Migrant family deportations in 2020 top combined total for Trump’s first three years: ICE
The federal government deported more migrant family members in fiscal 2020 than in the preceding three years combined, according to a Washington Post analysis of Immigration and Customs Enforcement (ICE) data.
The agency reported some 14,500 family members were deported in the fiscal year, compared to over 10,700 parents and children in the three fiscal years before, according to the Post.
The agency attributed the increase to new arrangements with Central American nations that cuts out the step of waiting for a consular officer to interview migrants. Under the revised arrangement, international officials communicate electronically for this step and when migrants are deported, officials in their home country confirm their citizenship upon arrival.

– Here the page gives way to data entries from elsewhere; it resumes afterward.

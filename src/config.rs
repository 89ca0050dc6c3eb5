use std::path::PathBuf;
use std::time::Duration;

/// 程序配置
#[derive(Clone, Debug)]
pub struct Config {
    /// 浏览器调试端口（连接已打开的 Chrome）
    pub browser_debug_port: u16,
    /// 为 true 时自行启动无头浏览器，而不是连接调试端口
    pub headless: bool,
    /// 无头模式下使用的浏览器可执行文件
    pub chrome_executable: Option<PathBuf>,
    /// 待投递职位列表（TOML）
    pub jobs_file: String,
    /// 答案库文件
    pub answers_file: String,
    /// 预先准备好的简历文件，未配置时按职位生成
    pub resume_path: Option<PathBuf>,
    /// 纯文本简历资料，生成简历和回答问题时作为上下文
    pub resume_profile: String,
    /// 生成附件的存放目录
    pub generated_dir: String,
    /// 失败职位记录文件
    pub failure_log_file: String,
    /// 运行日志文件
    pub output_log_file: String,
    /// 是否显示详细日志
    pub verbose_logging: bool,
    /// 单次元素等待的超时时间（毫秒）
    pub wait_timeout_ms: u64,
    /// 中间页跳转的最大返回次数
    pub redirect_max_attempts: usize,
    /// 单个职位表单的最大步骤数
    pub max_steps: usize,
    /// 是否启用随机操作间隔
    pub human_pacing: bool,
    // --- LLM 配置 ---
    pub llm_api_key: String,
    pub llm_api_base_url: String,
    pub llm_model_name: String,
}

impl Default for Config {
    fn default() -> Self {
        Self {
            browser_debug_port: 9222,
            headless: false,
            chrome_executable: None,
            jobs_file: "data_folder/jobs.toml".to_string(),
            answers_file: "answers.json".to_string(),
            resume_path: None,
            resume_profile: "data_folder/plain_text_resume.yaml".to_string(),
            generated_dir: "generated_cv".to_string(),
            failure_log_file: "failed.txt".to_string(),
            output_log_file: "output.txt".to_string(),
            verbose_logging: false,
            wait_timeout_ms: 10_000,
            redirect_max_attempts: 3,
            max_steps: 20,
            human_pacing: true,
            llm_api_key: String::new(),
            llm_api_base_url: "https://api.openai.com/v1".to_string(),
            llm_model_name: "gpt-4o-mini".to_string(),
        }
    }
}

impl Config {
    pub fn from_env() -> Self {
        let default = Self::default();
        Self {
            browser_debug_port: std::env::var("BROWSER_DEBUG_PORT").ok().and_then(|v| v.parse().ok()).unwrap_or(default.browser_debug_port),
            headless: std::env::var("HEADLESS").ok().and_then(|v| v.parse().ok()).unwrap_or(default.headless),
            chrome_executable: std::env::var("CHROME_EXECUTABLE").ok().map(PathBuf::from).or(default.chrome_executable),
            jobs_file: std::env::var("JOBS_FILE").unwrap_or(default.jobs_file),
            answers_file: std::env::var("ANSWERS_FILE").unwrap_or(default.answers_file),
            resume_path: std::env::var("RESUME_PATH").ok().map(PathBuf::from).or(default.resume_path),
            resume_profile: std::env::var("RESUME_PROFILE").unwrap_or(default.resume_profile),
            generated_dir: std::env::var("GENERATED_DIR").unwrap_or(default.generated_dir),
            failure_log_file: std::env::var("FAILURE_LOG_FILE").unwrap_or(default.failure_log_file),
            output_log_file: std::env::var("OUTPUT_LOG_FILE").unwrap_or(default.output_log_file),
            verbose_logging: std::env::var("VERBOSE_LOGGING").ok().and_then(|v| v.parse().ok()).unwrap_or(default.verbose_logging),
            wait_timeout_ms: std::env::var("WAIT_TIMEOUT_MS").ok().and_then(|v| v.parse().ok()).unwrap_or(default.wait_timeout_ms),
            redirect_max_attempts: std::env::var("REDIRECT_MAX_ATTEMPTS").ok().and_then(|v| v.parse().ok()).unwrap_or(default.redirect_max_attempts),
            max_steps: std::env::var("MAX_STEPS").ok().and_then(|v| v.parse().ok()).unwrap_or(default.max_steps),
            human_pacing: std::env::var("HUMAN_PACING").ok().and_then(|v| v.parse().ok()).unwrap_or(default.human_pacing),
            llm_api_key: std::env::var("LLM_API_KEY").unwrap_or(default.llm_api_key),
            llm_api_base_url: std::env::var("LLM_API_BASE_URL").unwrap_or(default.llm_api_base_url),
            llm_model_name: std::env::var("LLM_MODEL_NAME").unwrap_or(default.llm_model_name),
        }
    }

    pub fn wait_timeout(&self) -> Duration {
        Duration::from_millis(self.wait_timeout_ms)
    }

    /// 只有指向真实文件的简历路径才算已配置
    pub fn usable_resume_path(&self) -> Option<PathBuf> {
        self.resume_path.clone().filter(|p| p.is_file())
    }
}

ICE said that despite the increase in deportations of so-called family unit members, it deported fewer unaccompanied minors and adults. The total of 185,884 deportations was down 30 percent from the previous fiscal year, and a single-fiscal-year low for the Trump administration, the Post noted.
Henry Lucero, ICE’s executive associate director of enforcement and removal operations, said at a media briefing that the overall decline was a consequence of the coronavirus pandemic, which left the agency with less detention space, according to the newspaper. The official number of people removed is greater due to nearly 200,000 expulsions, a process distinct from deportation that authorizes border officials to remove people in as little as a few hours, according to the Post.

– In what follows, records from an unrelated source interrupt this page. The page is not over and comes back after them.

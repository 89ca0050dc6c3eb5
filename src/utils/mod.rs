pub mod logger;
pub mod logging;
pub mod pacing;

pub use pacing::Pacer;
//! 单个职位处理器 - 编排层
//!
//! ## 职责
//!
//! 把一个职位交给 `ApplyFlow`，并把结果计入统计。
//!
//! ## 核心功能
//!
//! 1. **流程调度**：调用 `ApplyFlow::apply_to_job`
//! 2. **失败记录**：失败的职位写入 failed.txt
//! 3. **统计输出**：记录成功/跳过/失败数量

use tracing::{error, info, warn};

use crate::infrastructure::PageDriver;
use crate::models::Job;
use crate::services::FailureWriter;
use crate::workflow::{ApplyFlow, WorkflowOutcome};

/// 投递统计
#[derive(Debug, Default, Clone, Copy, PartialEq, Eq)]
pub struct JobStats {
    pub applied: usize,
    pub skipped: usize,
    pub failed: usize,
}

impl JobStats {
    pub fn total(&self) -> usize {
        self.applied + self.skipped + self.failed
    }
}

/// 处理单个职位
///
/// # 参数
/// - `flow`: 投递流程（跨职位复用，持有答案库）
/// - `driver`: 页面驱动
/// - `job`: 待投递职位，流程中采集到的信息会回填
/// - `job_index`: 职位序号（用于日志）
/// - `failures`: 失败记录
/// - `stats`: 累计统计
pub async fn process_job(
    flow: &mut ApplyFlow,
    driver: &dyn PageDriver,
    job: &mut Job,
    job_index: usize,
    failures: &FailureWriter,
    stats: &mut JobStats,
) -> WorkflowOutcome {
    log_job_start(job_index, job);

    let outcome = flow.apply_to_job(driver, job).await;
    match &outcome {
        WorkflowOutcome::Applied => {
            stats.applied += 1;
            info!("[职位 {}] ✅ 已投递", job_index);
        }
        WorkflowOutcome::Skipped { reason } => {
            stats.skipped += 1;
            warn!("[职位 {}] ⏭️ 已跳过: {}", job_index, reason);
        }
        WorkflowOutcome::Failed(e) => {
            stats.failed += 1;
            if let Err(write_err) = failures.write(job, &e.to_string()) {
                error!("[职位 {}] 写入失败记录出错: {}", job_index, write_err);
            }
        }
    }

    outcome
}

fn log_job_start(job_index: usize, job: &Job) {
    info!("\n{}", "─".repeat(60));
    info!("[职位 {}] 🔗 {}", job_index, job.link);
    info!("[职位 {}] 💼 {}", job_index, job.title);
    if !job.company.is_empty() {
        info!("[职位 {}] 🏢 {}", job_index, job.company);
    }
}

Although President Trump campaigned in 2016 on a hard-line immigration message and has frequently accused the Obama administration of neglecting the border, he is set to leave office having deported fewer people than Obama did in his own first term. During this period, Obama removed about 1.6 million people compared to the Trump administration’s 935,000, according to the newspaper.
During the past four fiscal years, removals of migrants from the interior of the U.S. were below expectations and the administration was unsuccessful in pressuring so-called sanctuary cities to cooperate with federal immigration officials.

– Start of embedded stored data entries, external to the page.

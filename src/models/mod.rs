pub mod job;
pub mod loaders;
pub mod question;

pub use job::{Job, JobList};
pub use loaders::load_jobs;
pub use question::{normalize_question, QuestionAnswer, QuestionKind};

As a result, the government fell behind its predecessors on interior removals “even though they were extremely enthusiastic about it,” Sarah Pierce, a policy analyst at the Migration Policy Institute, told the Post.
President-elect Joe Biden has vowed a “much more humane policy” on immigration, but transition officials suggested earlier this week that he would not immediately roll back all of his predecessor’s immigration policies.